EXERCISE BRIEF:
Every line from the first in the listing below to the line containing "let store = DoeStore::open_in_memory().unwrap();" is to be repeated exactly, and no line past it.

RECORDS FOR THIS EXERCISE:
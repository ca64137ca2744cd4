//! End-to-end training runs over tictactoe.

use std::sync::Arc;

use games_tictactoe::{TicTacToe, TicTacToeBoard, MAX_SCORE};
use ronin_core::{Board, Engine, Game, NULL_MOVE};
use ronin_doe::{Doe, DoeConfig, DoeStore, ScorerFn, ScorerError, TrainError};

/// Deterministic scorer: replays the move path and returns the game
/// heuristic of the reached position.
fn heuristic_scorer() -> ScorerFn {
    Arc::new(|moves: &[i32]| {
        let mut game = TicTacToe::new();

        for &mv in moves {
            game.make_move(mv);
        }

        Ok(game.score())
    })
}

fn trainer(pool_size: usize) -> Doe<TicTacToe> {
    let store = DoeStore::open_in_memory().unwrap();
    let mut doe = Doe::with_config(store, DoeConfig::default().with_pool_size(pool_size));
    doe.set_infinity(MAX_SCORE);
    doe
}

#[test]
fn training_builds_a_consistent_tree() {
    let mut game = TicTacToe::new();
    let mut doe = trainer(1);

    doe.train(50, &mut game, heuristic_scorer()).unwrap();

    let nodes = doe.store().values().unwrap();
    assert!(nodes.len() > 9, "expected a grown tree, got {}", nodes.len());

    let root = doe.store().read(1).unwrap().unwrap();
    assert!(root.expanded);
    assert_eq!(root.hash, game.hash());

    // The root has one child per opening move
    let mut children = 0;
    let mut next = root.child;
    while let Some(child) = doe.store().read(next).unwrap() {
        assert_eq!(child.parent, 1);
        assert_eq!(child.moves.len(), 1);
        children += 1;
        next = child.sibling;
    }
    assert_eq!(children, 9);
}

#[test]
fn waiting_counters_return_to_zero_after_a_run() {
    let mut game = TicTacToe::new();
    let mut doe = trainer(4);

    doe.train(80, &mut game, heuristic_scorer()).unwrap();

    for node in doe.store().values().unwrap() {
        assert_eq!(node.waiting, 0, "node {} still waiting", node.id);
        assert!(node.evaluated, "node {} left unevaluated", node.id);
    }
}

#[test]
fn training_is_resumable_across_runs() {
    let dir = tempfile::tempdir().unwrap();
    let path = dir.path().join("book.db");

    let first_count = {
        let store = DoeStore::open(&path).unwrap();
        let mut doe = Doe::with_config(store, DoeConfig::default());
        doe.set_infinity(MAX_SCORE);

        let mut game = TicTacToe::new();
        doe.train(30, &mut game, heuristic_scorer()).unwrap();
        doe.into_store().len().unwrap()
    };

    // A second run over the same store keeps growing the same tree
    let store = DoeStore::open(&path).unwrap();
    let mut doe = Doe::with_config(store, DoeConfig::default());
    doe.set_infinity(MAX_SCORE);

    let mut game = TicTacToe::new();
    doe.train(20, &mut game, heuristic_scorer()).unwrap();

    let nodes = doe.store().values().unwrap();
    assert!(nodes.len() >= first_count);

    for node in &nodes {
        assert!(node.evaluated);
        assert_eq!(node.waiting, 0);
    }
}

#[test]
fn mismatched_root_is_rejected() {
    let mut game = TicTacToe::new();
    let mut doe = trainer(1);

    doe.train(10, &mut game, heuristic_scorer()).unwrap();

    // Rebinding the same store to another position must fail
    let board = TicTacToeBoard::from_diagram("X---O----X").unwrap();
    let mut other = TicTacToe::new();
    other.set_board(&board).unwrap();

    match doe.train(10, &mut other, heuristic_scorer()) {
        Err(TrainError::StateMismatch { .. }) => (),
        other => panic!("expected a state mismatch, got {other:?}"),
    }
}

#[test]
fn scorer_failures_abort_the_training() {
    let mut game = TicTacToe::new();
    let mut doe = trainer(2);

    let scorer: ScorerFn = Arc::new(|_moves| Err(ScorerError("offline".into())));

    match doe.train(50, &mut game, scorer) {
        Err(TrainError::Scorer(error)) => assert!(error.to_string().contains("offline")),
        other => panic!("expected a scorer failure, got {other:?}"),
    }
}

#[test]
fn trained_book_suggests_a_legal_move() {
    let mut game = TicTacToe::new();
    let mut doe = trainer(2);

    doe.train(100, &mut game, heuristic_scorer()).unwrap();

    let best_move = doe.best_move(&mut game).unwrap();
    assert!(game.is_legal(best_move));

    let score = doe.best_score(&mut game).unwrap();
    assert!(score.abs() <= MAX_SCORE);
}

#[test]
fn engine_surface_answers_from_the_store() {
    let mut game = TicTacToe::new();
    let mut doe = trainer(1);

    // Before any training there is nothing to suggest
    assert_eq!(doe.compute_best_move(&mut game).unwrap(), NULL_MOVE);

    doe.train(30, &mut game, heuristic_scorer()).unwrap();

    let best_move = doe.compute_best_move(&mut game).unwrap();
    assert!(game.is_legal(best_move));
}

#[test]
fn terminal_nodes_are_evaluated_inline() {
    // Start from a position one ply away from the end so expansions
    // reach terminal children quickly
    let board = TicTacToeBoard::from_diagram("XXOOOXX--X").unwrap();
    let mut game = TicTacToe::new();
    game.set_board(&board).unwrap();

    let mut doe = trainer(1);
    doe.train(20, &mut game, heuristic_scorer()).unwrap();

    let nodes = doe.store().values().unwrap();
    let terminals: Vec<_> = nodes.iter().filter(|node| node.terminal).collect();

    assert!(!terminals.is_empty());

    for node in terminals {
        assert!(node.evaluated);
        assert!(node.score.abs() <= f64::from(MAX_SCORE));
    }
}

#[test]
fn single_worker_matches_sequential_expansion_counts() {
    // With one worker and a pure scorer the tree holds exactly the
    // root plus one batch of children per expanded parent
    let mut game = TicTacToe::new();
    let mut doe = trainer(1);

    doe.train(40, &mut game, heuristic_scorer()).unwrap();

    let nodes = doe.store().values().unwrap();
    let expanded = nodes.iter().filter(|node| node.expanded).count();
    let children = nodes.len() - 1;

    let batch_sum: usize = nodes
        .iter()
        .filter(|node| node.expanded)
        .map(|node| {
            let mut count = 0;
            let mut next = node.child;
            while let Some(child) = doe.store().read(next).unwrap() {
                count += 1;
                next = child.sibling;
            }
            count
        })
        .sum();

    assert_eq!(children, batch_sum, "expanded parents: {expanded}");
}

SOLUTION FOR THIS PROBLEM:
repository ca64137ca2744cd4
//! End-to-end training runs over tictactoe.

use std::sync::Arc;

use games_tictactoe::{TicTacToe, TicTacToeBoard, MAX_SCORE};
use ronin_core::{Board, Engine, Game, NULL_MOVE};
use ronin_doe::{Doe, DoeConfig, DoeStore, ScorerFn, ScorerError, TrainError};

/// Deterministic scorer: replays the move path and returns the game
/// heuristic of the reached position.
fn heuristic_scorer() -> ScorerFn {
    Arc::new(|moves: &[i32]| {
        let mut game = TicTacToe::new();

        for &mv in moves {
            game.make_move(mv);
        }

        Ok(game.score())
    })
}

fn trainer(pool_size: usize) -> Doe<TicTacToe> {
    let store = DoeStore::open_in_memory().unwrap();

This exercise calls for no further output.